Ludmila informou que os crimes imputados são de organização criminosa e corrupção passiva e ativa. Para a configuração desse crime não é necessário que se comprove quanto ficou para cada destinatário no final, o mero fato de ter solicitado a vantagem já configura o crime. “Nós não temos como precisar exatamente quanto ficou para cada um na divisão interna entre eles. Isso será alvo de buscas durante a instrução criminal”, disse, acrescentando que ainda não foi possível recuperar nem parte do valor das propinas. “Uma das medidas cautelares solicitadas, o sequestro de bens, foi justamente para, que ao final, comprovados os fatos, se tente alguma recuperação dos prejuízos sofridos pelo município de Campos”.

Segundo a promotora Ludmila, o dinheiro das propinas saía do setor de operações estruturadas da Odebrecht, que funcionava também para pagamentos indevidos identificados na Operação Lava Jato. A entrega até o local acordado era realizada por meio do prestador de serviço Álvaro Galliez Novis e da Transportadora Transmar. “Eram responsáveis por fazer a entrega da quantia ilícita em favor dos beneficiários, em espécie”, contou Ludmila.

As investigações indicaram que Sérgio Barcelos atuou como intermediário do recebimento das quantias indevidas em 2008, que foi o primeiro período em que as solicitações começaram. Já Ângelo Alvarenga Cardoso Gomes intermediou as propinas em 2012 e Gabriela Trindade Quintanilha em 2014. Conforme Ludmila, Garotinho era identificado nas planilhas de propinas da Odebrecht como Bolinha, Bolinho e Pescador. Ela não informou se os outros também tinham codinomes. “A denúncia se sustentou e teve como foco uma investigação no município de Campos dos Goytacazes em que se descortinou o gigantesco esquema criminoso no município referente a contratações fraudulentas ou superfaturamento, certames licitatórios recheados de irregularidades, sobretudo, superfaturados relativos à construção de casas populares”, apontou Simone Sibilio, acrescentando, que as licitações ocorreram em 2009 e 2013.
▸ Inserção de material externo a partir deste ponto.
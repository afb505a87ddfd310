use crate::{
    collection_date::{CollectionDate, DateError, MonthKey},
    config::StudyStart,
    error::{ErrorCode, PipelineError},
    sequence_record::{DATE_FIELD, SequenceRecord},
};
use flu_months_protocol::OrderReport;
use itertools::Itertools;
use tracing::{debug, info, warn};

#[derive(Debug, Clone, Copy, Default, PartialEq, Eq)]
pub struct OrderStats {
    pub total: usize,
    pub retained: usize,
    pub missing_day: usize,
    pub before_study_start: usize,
    pub malformed_date: usize,
}

/// Records sorted by collection date, co-indexed with their month keys.
#[derive(Debug, Clone, PartialEq, Eq)]
pub struct OrderedTimeline {
    month_keys: Vec<MonthKey>,
    records: Vec<SequenceRecord>,
    stats: OrderStats,
}

impl OrderedTimeline {
    pub fn month_keys(&self) -> &[MonthKey] {
        &self.month_keys
    }

    pub fn records(&self) -> &[SequenceRecord] {
        &self.records
    }

    pub fn into_records(self) -> Vec<SequenceRecord> {
        self.records
    }

    pub fn stats(&self) -> OrderStats {
        self.stats
    }

    pub fn len(&self) -> usize {
        self.records.len()
    }

    pub fn is_empty(&self) -> bool {
        self.records.is_empty()
    }

    pub fn months_with_data(&self) -> usize {
        self.month_keys.iter().dedup().count()
    }

    pub fn to_report(&self, input_path: &str) -> OrderReport {
        OrderReport {
            input_path: input_path.to_string(),
            total_records: self.stats.total,
            retained: self.stats.retained,
            missing_day: self.stats.missing_day,
            before_study_start: self.stats.before_study_start,
            malformed_date: self.stats.malformed_date,
            months_with_data: self.months_with_data(),
        }
    }
}

#[derive(Debug, Clone, Copy, Default)]
pub struct RecordOrderer {
    study_start: StudyStart,
    strict_dates: bool,
}

impl RecordOrderer {
    pub fn new(study_start: StudyStart, strict_dates: bool) -> Self {
        Self {
            study_start,
            strict_dates,
        }
    }

    /// `Ok(None)` for a date without a day; its other components are not
    /// validated.
    fn record_date(record: &SequenceRecord) -> Result<Option<CollectionDate>, DateError> {
        let field = record
            .header_field(DATE_FIELD)
            .ok_or(DateError::MissingField)?;
        if !CollectionDate::has_day_component(&field) {
            return Ok(None);
        }
        CollectionDate::parse(&field).map(Some)
    }

    /// Drops undated records and those from the start year before the start
    /// month, then sorts the rest by
    /// `(year, month, day)`. Records sharing a date keep their input order.
    pub fn order(&self, records: Vec<SequenceRecord>) -> Result<OrderedTimeline, PipelineError> {
        let mut stats = OrderStats {
            total: records.len(),
            ..OrderStats::default()
        };
        let mut keyed: Vec<((i32, u32, u32), MonthKey, SequenceRecord)> =
            Vec::with_capacity(records.len());

        for record in records {
            let date = match Self::record_date(&record) {
                Ok(Some(date)) => date,
                Ok(None) => {
                    debug!(id = record.id(), "skipping record without a day");
                    stats.missing_day += 1;
                    continue;
                }
                Err(e) => {
                    if self.strict_dates {
                        return Err(PipelineError::new(
                            ErrorCode::InvalidInput,
                            format!("Bad collection date in record '{}': {e}", record.id()),
                        ));
                    }
                    warn!(id = record.id(), "skipping record: {e}");
                    stats.malformed_date += 1;
                    continue;
                }
            };
            let (Some(sort_key), Some(month_key)) = (date.sort_key(), date.month_key()) else {
                debug!(id = record.id(), date = %date, "skipping record without a day");
                stats.missing_day += 1;
                continue;
            };
            if !self.study_start.admits(month_key) {
                stats.before_study_start += 1;
                continue;
            }
            keyed.push((sort_key, month_key, record));
        }

        keyed.sort_by_key(|(sort_key, _, _)| *sort_key);
        let (month_keys, records): (Vec<MonthKey>, Vec<SequenceRecord>) = keyed
            .into_iter()
            .map(|(_, month_key, record)| (month_key, record))
            .unzip();
        stats.retained = records.len();

        info!("Number of records in this set: {}", stats.retained);
        debug!(
            missing_day = stats.missing_day,
            before_study_start = stats.before_study_start,
            malformed_date = stats.malformed_date,
            "excluded records"
        );

        Ok(OrderedTimeline {
            month_keys,
            records,
            stats,
        })
    }
}

#[cfg(test)]
mod tests {
    use super::*;

    fn record(id: &str, date: &str) -> SequenceRecord {
        SequenceRecord::new(id, Some(format!("| {date} | Original").as_str()), b"ATGTAA")
    }

    fn ids(timeline: &OrderedTimeline) -> Vec<&str> {
        timeline.records().iter().map(|r| r.id()).collect()
    }

    #[test]
    fn test_orders_by_full_date_and_keeps_keys_aligned() {
        let records = vec![
            record("c", "2009-06-02"),
            record("a", "2009-04-20"),
            record("d", "2009-10-01"),
            record("b", "2009-06-01"),
        ];
        let timeline = RecordOrderer::default().order(records).unwrap();
        assert_eq!(ids(&timeline), vec!["a", "b", "c", "d"]);
        let keys: Vec<String> = timeline.month_keys().iter().map(|k| k.to_string()).collect();
        assert_eq!(keys, vec!["2009-04", "2009-06", "2009-06", "2009-10"]);
        assert_eq!(timeline.month_keys().len(), timeline.records().len());
        assert_eq!(timeline.stats().retained, 4);
        assert_eq!(timeline.months_with_data(), 3);
    }

    #[test]
    fn test_unpadded_components_sort_chronologically() {
        let records = vec![
            record("late", "2009-10-1"),
            record("early", "2009-9-30"),
            record("earliest", "2009-9-4"),
        ];
        let timeline = RecordOrderer::default().order(records).unwrap();
        assert_eq!(ids(&timeline), vec!["earliest", "early", "late"]);
    }

    #[test]
    fn test_study_start_and_missing_day_boundaries() {
        let records = vec![
            record("first-day", "2009-04-01"),
            record("day-before", "2009-03-31"),
            record("month-only", "2009-05"),
            record("year-only", "2010"),
            record("older-year", "2008-11-12"),
        ];
        let timeline = RecordOrderer::default().order(records).unwrap();
        assert_eq!(ids(&timeline), vec!["older-year", "first-day"]);
        let stats = timeline.stats();
        assert_eq!(stats.total, 5);
        assert_eq!(stats.missing_day, 2);
        assert_eq!(stats.before_study_start, 1);
        assert_eq!(stats.malformed_date, 0);
    }

    #[test]
    fn test_ties_keep_input_order() {
        let records = vec![
            record("x", "2009-07-07"),
            record("y", "2009-07-07"),
            record("w", "2009-07-06"),
            record("z", "2009-07-07"),
        ];
        let timeline = RecordOrderer::default().order(records).unwrap();
        assert_eq!(ids(&timeline), vec!["w", "x", "y", "z"]);
    }

    #[test]
    fn test_reordering_an_ordered_timeline_is_identity() {
        let records = vec![
            record("b", "2009-08-15"),
            record("a", "2009-05-01"),
            record("skip", "2009-05"),
            record("c", "2009-08-15"),
        ];
        let orderer = RecordOrderer::default();
        let first = orderer.order(records).unwrap();
        let second = orderer.order(first.records().to_vec()).unwrap();
        assert_eq!(first.month_keys(), second.month_keys());
        assert_eq!(first.records(), second.records());
    }

    #[test]
    fn test_malformed_dates_are_skipped_unless_strict() {
        let records = vec![
            record("ok", "2009-06-01"),
            record("bad", "2009-June-01"),
            SequenceRecord::new("no-fields", None, b"ATG"),
        ];
        let timeline = RecordOrderer::default().order(records.clone()).unwrap();
        assert_eq!(ids(&timeline), vec!["ok"]);
        assert_eq!(timeline.stats().malformed_date, 2);

        let err = RecordOrderer::new(StudyStart::default(), true)
            .order(records)
            .unwrap_err();
        assert_eq!(err.code, ErrorCode::InvalidInput);
        assert!(err.message.contains("bad"));
    }

    #[test]
    fn test_earlier_years_are_kept() {
        let records = vec![
            record("new", "2009-04-01"),
            record("old", "2008-11-12"),
            record("jan", "2009-01-20"),
        ];
        let timeline = RecordOrderer::default().order(records).unwrap();
        assert_eq!(ids(&timeline), vec!["old", "new"]);
        let keys: Vec<String> = timeline.month_keys().iter().map(|k| k.to_string()).collect();
        assert_eq!(keys, vec!["2008-11", "2009-04"]);
        assert_eq!(timeline.stats().before_study_start, 1);
    }

    #[test]
    fn test_dates_without_a_day_are_not_validated() {
        let records = vec![
            record("ok", "2009-06-01"),
            record("word-month", "2009-Apr"),
            record("year-only", "2010"),
        ];
        let timeline = RecordOrderer::new(StudyStart::default(), true)
            .order(records)
            .unwrap();
        assert_eq!(ids(&timeline), vec!["ok"]);
        assert_eq!(timeline.stats().missing_day, 2);
        assert_eq!(timeline.stats().malformed_date, 0);
    }
}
Os dois contratos previam a construção de quase 10 mil casas populares, mas de acordo com Ludmila Bissonho Rodrigues, não foram totalmente cumpridos. “No Morar I, cinco mil casas foram entregues, mas no Morar Feliz II houve uma interrupção no contrato e na execução contratual cerca de apenas 700 casas foram construídas, das 4700 previstas para serem construídas”, contou. “Conforme a perícia, ficou demonstrado que muito embora o custo tenha sido considerado bastante alto, inclusive, objeto de superfaturamento, a qualidade não se comprovou boa diante das condições que essas casas se encontram atualmente no município de Campos”, completou.

O governador do Rio de Janeiro, Wilson Witzel, determinou a exoneração de Sérgio dos Santos Barcelos, que ocupava o cargo de subsecretário estadual de Desenvolvimento Social e Direitos Humanos. “O ato será publicado no Diário Oficial desta quarta-feira (4)”, informou, o governo do Estado.